University of Alberta, Faculty of Pharmacy, Edmonton, Alberta, Canada T6G 2N8.
Bioorg Med Chem Lett. 2011 Oct 1;21(19):5892-6. doi: 10.1016/j.bmcl.2011.07.090. Epub 2011 Jul 30.
A series of compounds incorporating regioisomeric phenylethynylbenzenesulfonamide moieties has been investigated for the inhibition of four human carbonic anhydrase (hCA, EC 4.2.1.1) isoforms, hCA I, II, IX and XII. Inhibition between the low nanomolar to the milliomolar range has been observed against them, with several low nanomolar and tumor-CA selective inhibitors detected. The position of the sulfamoyl group with respect to the alkyne functionality, and the nature of the moieties substituting the second aromatic ring were the principal structural features influencing CA inhibition. The para-sulfamoyl-substituted derivatives were effective inhibitors of CA IX and XII, the meta-substituted regioisomers of CA I, IX and XII, whereas the ortho-substituted sulfonamides were weak inhibitors of CA I, II and IX, but inhibited significantly CA XII.

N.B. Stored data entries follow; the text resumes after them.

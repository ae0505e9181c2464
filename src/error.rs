/* Copyright (C) 2025 Pedro Henrique / phkaiser13
 * File: src/error.rs
 * Error type shared by every provisioning step. Configuration and
 * environment errors are fatal; `NotFound` is the tolerated-absence signal
 * consumed by the reconciliation layer during teardown.
 * SPDX-License-Identifier: Apache-2.0 */

use std::time::Duration;
use thiserror::Error;

#[derive(Debug, Error)]
pub enum Error {
    #[error("configuration error: {0}")]
    Config(String),

    #[error("required tool '{tool}' is missing and could not be installed: {reason}")]
    MissingTool { tool: String, reason: String },

    #[error("container engine is not reachable: {0}")]
    EngineUnreachable(String),

    #[error("{kind} '{name}' not found")]
    NotFound { kind: String, name: String },

    #[error("timed out after {after:?} waiting for {what}")]
    Timeout { what: String, after: Duration },

    #[error("`{command}` exited with {status}: {stderr}")]
    CommandFailed {
        command: String,
        status: String,
        stderr: String,
    },

    #[error("failed to spawn `{command}`: {source}")]
    Spawn {
        command: String,
        #[source]
        source: std::io::Error,
    },

    #[error("Kubernetes API error: {0}")]
    Kube(#[from] kube::Error),

    #[error("kubeconfig error: {0}")]
    Kubeconfig(String),

    #[error("I/O error: {0}")]
    Io(#[from] std::io::Error),

    #[error("failed to render YAML: {0}")]
    Yaml(#[from] serde_yaml::Error),

    #[error("failed to render JSON: {0}")]
    Json(#[from] serde_json::Error),
}

impl Error {
    pub fn config(msg: impl Into<String>) -> Self {
        Error::Config(msg.into())
    }

    pub fn not_found(kind: impl Into<String>, name: impl Into<String>) -> Self {
        Error::NotFound {
            kind: kind.into(),
            name: name.into(),
        }
    }

    /// True for errors that mean the target resource is already gone.
    pub fn is_not_found(&self) -> bool {
        match self {
            Error::NotFound { .. } => true,
            Error::Kube(kube::Error::Api(ae)) => ae.code == 404,
            _ => false,
        }
    }
}

pub type Result<T> = std::result::Result<T, Error>;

已经研究了一系列包含区域异构苯乙炔基苯磺酰胺部分的化合物,以抑制四种人碳酸酐酶(hCA,EC 4.2.1.1)同工酶,即 hCA I、II、IX 和 XII。对它们的抑制作用在纳摩尔到毫摩尔范围内,检测到了几种低纳摩尔和肿瘤-CA 选择性抑制剂。磺酰胺基相对于炔基官能团的位置以及取代第二个芳环的部分的性质是影响 CA 抑制的主要结构特征。对磺酰胺基取代的衍生物是 CA IX 和 XII 的有效抑制剂,间位取代的 CA I、IX 和 XII 的区域异构体,而对位取代的磺酰胺是 CA I、II 和 IX 的弱抑制剂,但显著抑制 CA XII。